Войны, которая могла бы превратить Молдавию и Валахию в полноценные османские провинции, так никогда и не случилось. Местные бояре оказались людьми очень покладистыми: с одной стороны, они страшились татар, с другой — охотно пользовались огромным спросом империи на овец и зерно для закрепощения своих крестьян, на которых и переложили все тяготы османского владычества. Порту не интересовало, что происходит в княжествах, пока они выплачивали дань и продавали армейским закупщикам продовольствие по установленной цене. Османская армия при необходимости могла войти на территорию того или иного княжества, чтобы обеспечить спокойную передачу власти или наказать ленивого господаря, замешкавшегося с выплатой дани, однако Порта не держала там постоянных гарнизонов, полагаясь на покорность народа православной церкви и покорность церкви константинопольскому патриарху. Власть над княжествами доставалась тому, что больше заплатит, так что, став господарем, этот счастливец, который мог быть только православным христианином, принимался выжимать из своих подданных все соки, чтобы возместить понесенные убытки.
Движение людей, начавших сбиваться в кучки в поисках безопасности, замечательно иллюстрирует процесс разрушения османского порядка. Сложный орнамент оставшейся в прошлом системы соединял приграничье и дворец, центр и армию; нынешняя же карикатура на него представляла собой союз дворцовой бюрократии и диких албанских горцев. Великий визирь Ахмед Кёпрюлю, сам уроженец Албании, пришел к выводу, что беспринципным и склонным к изменам слугам империи можно противопоставить прямодушных албанцев, которые были в большинстве своем мусульманами и свято чтили клятву верности, бесу, от которой могла освободить одна лишь смерть — так глубоко был впечатан в их сознание горский кодекс чести, так называемый закон Лека. И вскоре все крупные города империи оказались переполнены албанцами — в 1730 году в константинопольском восстании Патроны Халиля их принимало участие одиннадцать тысяч. Леди Мэри Уортли Монтегю необычайно понравились албанские солдаты в ослепительно-белых рубахах — она видела их из своей неповоротливой кареты, подглядывая в просвет между занавесками. Столетие спустя ими восхищался Байрон — столь же сильно, как ненавидели их греки. А как было их не ненавидеть, если каждый раз, когда для них наступали трудные времена, они весело затягивали песню про то, что у них есть «мушкет для службы визирю и карабин для службы паше» и отправлялись грабить и убивать своих соседей. Особенно опасны они были для греков, чьи мятежи с конца XVIII века им не раз поручали подавлять; это задание они выполняли охотно, но без спешки, и в шутку называли Миссолонги (где вспыхнул последний греческий мятеж, усмирение которого было самым долгим и кровавым) своим банком.
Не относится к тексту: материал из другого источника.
//! Unified error handling for eardiff
//!
//! Every failure that can abort a comparison run is expressed through
//! [`Error`]. Callers that only care about the broad category (unreadable
//! archive vs. failed extraction vs. bad invocation) use [`Error::kind`].

use std::path::PathBuf;
use thiserror::Error;

/// Unified error type for all eardiff operations
#[derive(Error, Debug)]
pub enum Error {
    // ==================== I/O Errors ====================

    /// Standard I/O error while reading an archive
    #[error("I/O error: {0}")]
    Io(#[from] std::io::Error),

    /// Archive file could not be opened
    #[error("Archive not found: {0}")]
    FileNotFound(PathBuf),

    // ==================== Archive Errors ====================

    /// Archive is missing, truncated, or structurally broken
    #[error("Archive unreadable: {message}")]
    ArchiveUnreadable {
        message: String,
    },

    /// Invalid record signature
    #[error("Invalid signature: expected {expected:?}, found {found:?}")]
    InvalidMagic {
        expected: Vec<u8>,
        found: Vec<u8>,
    },

    /// Decompressed bytes do not match the recorded CRC-32
    #[error("Checksum mismatch for {entry}: expected {expected:08X}, got {actual:08X}")]
    ChecksumMismatch {
        entry: String,
        expected: u32,
        actual: u32,
    },

    /// Unsupported compression method
    #[error("Unsupported compression method {method} for {entry}")]
    UnsupportedCompression {
        entry: String,
        method: u16,
    },

    /// Decompression failed
    #[error("Decompression failed for {entry}: {message}")]
    DecompressionFailed {
        entry: String,
        message: String,
    },

    // ==================== Extraction Errors ====================

    /// A nested archive could not be materialized for scanning
    #[error("Extraction of {entry} failed: {message}")]
    ExtractionFailed {
        entry: String,
        message: String,
    },

    /// Encrypted entries cannot be extracted
    #[error("Entry {entry} is encrypted")]
    EncryptedEntry {
        entry: String,
    },

    /// Nested archives go deeper than the configured limit
    #[error("Nesting limit of {limit} exceeded at {entry}")]
    NestingTooDeep {
        entry: String,
        limit: u32,
    },

    // ==================== Invocation Errors ====================

    /// Wrong command-line usage
    #[error("Invalid invocation: {message}")]
    Invocation {
        message: String,
    },

    // ==================== General Errors ====================

    /// Custom error with context
    #[error("{context}: {source}")]
    WithContext {
        context: String,
        #[source]
        source: Box<Error>,
    },
}

/// Broad failure categories reported to users
#[derive(Debug, Clone, Copy, PartialEq, Eq)]
pub enum ErrorKind {
    /// File missing, not a valid container, or stream corruption
    ArchiveUnreadable,
    /// A nested archive's bytes could not be materialized
    ExtractionFailure,
    /// Wrong command-line usage
    Invocation,
}

impl std::fmt::Display for ErrorKind {
    fn fmt(&self, f: &mut std::fmt::Formatter<'_>) -> std::fmt::Result {
        let name = match self {
            ErrorKind::ArchiveUnreadable => "archive unreadable",
            ErrorKind::ExtractionFailure => "extraction failure",
            ErrorKind::Invocation => "invocation error",
        };
        f.write_str(name)
    }
}

/// Result type using the unified Error
pub type Result<T> = std::result::Result<T, Error>;

impl Error {
    /// Create an error with additional context
    pub fn with_context(self, context: impl Into<String>) -> Self {
        Error::WithContext {
            context: context.into(),
            source: Box::new(self),
        }
    }

    /// Create an archive unreadable error
    pub fn unreadable(message: impl Into<String>) -> Self {
        Error::ArchiveUnreadable {
            message: message.into(),
        }
    }

    /// Create an extraction error for a nested entry
    pub fn extraction(entry: impl Into<String>, message: impl Into<String>) -> Self {
        Error::ExtractionFailed {
            entry: entry.into(),
            message: message.into(),
        }
    }

    /// Classify this error into its broad category
    pub fn kind(&self) -> ErrorKind {
        match self {
            Error::Io(_)
            | Error::FileNotFound(_)
            | Error::ArchiveUnreadable { .. }
            | Error::InvalidMagic { .. }
            | Error::ChecksumMismatch { .. }
            | Error::UnsupportedCompression { .. }
            | Error::DecompressionFailed { .. } => ErrorKind::ArchiveUnreadable,
            Error::ExtractionFailed { .. }
            | Error::EncryptedEntry { .. }
            | Error::NestingTooDeep { .. } => ErrorKind::ExtractionFailure,
            Error::Invocation { .. } => ErrorKind::Invocation,
            Error::WithContext { source, .. } => source.kind(),
        }
    }

    /// The innermost error, skipping context wrappers
    pub fn root_cause(&self) -> &Error {
        match self {
            Error::WithContext { source, .. } => source.root_cause(),
            other => other,
        }
    }
}

/// Extension trait for adding context to Results
pub trait ResultExt<T> {
    /// Add context to an error
    fn context(self, context: impl Into<String>) -> Result<T>;

    /// Add context with a closure (lazy evaluation)
    fn with_context<F>(self, f: F) -> Result<T>
    where
        F: FnOnce() -> String;
}

impl<T> ResultExt<T> for Result<T> {
    fn context(self, context: impl Into<String>) -> Result<T> {
        self.map_err(|e| e.with_context(context))
    }

    fn with_context<F>(self, f: F) -> Result<T>
    where
        F: FnOnce() -> String,
    {
        self.map_err(|e| e.with_context(f()))
    }
}

#[cfg(test)]
mod tests {
    use super::*;

    #[test]
    fn test_error_with_context() {
        let err = Error::FileNotFound(PathBuf::from("/test.ear"));
        let contextualized = err.with_context("while scanning first archive");

        assert!(contextualized.to_string().contains("while scanning first archive"));
        assert!(contextualized.to_string().contains("/test.ear"));
    }

    #[test]
    fn test_kind_classification() {
        assert_eq!(Error::unreadable("truncated").kind(), ErrorKind::ArchiveUnreadable);
        assert_eq!(
            Error::ChecksumMismatch { entry: "a.jar".into(), expected: 1, actual: 2 }.kind(),
            ErrorKind::ArchiveUnreadable
        );
        assert_eq!(Error::extraction("a.jar", "disk full").kind(), ErrorKind::ExtractionFailure);
        assert_eq!(
            Error::NestingTooDeep { entry: "a.jar".into(), limit: 4 }.kind(),
            ErrorKind::ExtractionFailure
        );
        assert_eq!(Error::Invocation { message: "two paths".into() }.kind(), ErrorKind::Invocation);
    }

    #[test]
    fn test_kind_looks_through_context() {
        let err = Error::extraction("lib/inner.jar", "permission denied")
            .with_context("scanning app.ear")
            .with_context("comparing");

        assert_eq!(err.kind(), ErrorKind::ExtractionFailure);
        assert!(matches!(err.root_cause(), Error::ExtractionFailed { .. }));
    }

    #[test]
    fn test_result_context() {
        let result: Result<()> = Err(Error::FileNotFound(PathBuf::from("/test.ear")));
        let with_context = result.context("opening archive");

        assert!(with_context.is_err());
        assert!(with_context.unwrap_err().to_string().contains("opening archive"));
    }
}
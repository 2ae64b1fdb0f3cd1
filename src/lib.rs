//! eardiff
//!
//! Compares two Java enterprise archives by content. Both archives are
//! flattened, nested WARs and JARs included, into `(path, CRC-32)`
//! fingerprints which are then diffed as multisets.
//!
//! The heavy lifting lives in the workspace crates:
//! - `eardiff-core`: fingerprint types and errors
//! - `eardiff-archive`: ZIP reading and recursive flattening
//! - `eardiff-diff`: the multiset differ and report rendering

pub mod compare;

pub use compare::{compare, Comparison, Outcome, Verdict};
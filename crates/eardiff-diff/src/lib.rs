//! eardiff-diff
//!
//! Three-way multiset comparison of two flattened fingerprint lists, and
//! rendering of the result as a text or JSON report.
//!
//! ```rust,ignore
//! use eardiff_diff::{diff, render_text};
//!
//! let result = diff(&first, &second);
//! print!("{}", render_text(&result));
//! ```

pub mod differ;
pub mod report;
pub mod result;

pub use differ::diff;
pub use report::{render_json, render_text, JsonReport, ReportFormat};
pub use result::{ChangedEntry, DiffResult, DiffSummary};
В XVIII веке крестьяне бежали с земли в города, а общая численность населения стремительно падала — если при Сулеймане на Балканах проживало около восьми миллионов человек, то в 1750-е годы — три миллиона. В эти беспокойные времена паломники, по-прежнему ежегодно устремлявшиеся в Мекку в огромных количествах, постоянно подвергались нападениям бедуинов. Многочисленные попытки выгнать этих арабских кочевников из сирийской пустыни ни к чему не привели. Мусульмане-колонисты покидали Венгрию, возвращаясь на территорию Османской империи, причем держали себя весьма независимо; сербы тянулись в противоположном направлении, на север, во владения Габсбургов, и на новом месте выказывали полную покорность властям, которые использовали их для охраны границ. Вторжение русской армии в дунайские княжества в 1736 году вызвало массовый исход крестьян в Австрийскую империю, который продолжался и после восстановления власти господаря через три года: фанариот Маврокордато, князь Валахии, провел в сороковые годы серию либеральных реформ, однако для крестьян расширение свобод было сопряжено с попаданием в глубочайшую долговую яму, так что их новое положение было, по сути, тем же рабством, что и неприкрытый феодальный гнет прошлого. Что же до бесконечно жестоких бояр и придворных господаря, то отказ от одной манеры правления — византийской, анахроничной, эксплуататорской и порочной, и переход к другой — современной и офранцуженной, но не менее эксплуататорской и порочной, никак не улучшил их репутацию в мире и породил старую шутку о том, что румын — это не национальность, а профессия. [80] Позже эта шутка была переосмыслена и стала относиться к ордам румынских (и цыганских) скрипачей, которые услаждали слух посетителей европейских ресторанов в 20–30-е гг. XX в. и теперь возвращаются после долгого перерыва.
Поэтому, когда русские возвращались в 1769-м, 1774-м и 1812 годах, вооруженные более привлекательной пропагандой, порождающей надежды на лучшую жизнь, до двухсот тысяч болгар пересекали Дунай, чтобы присоединиться к ним.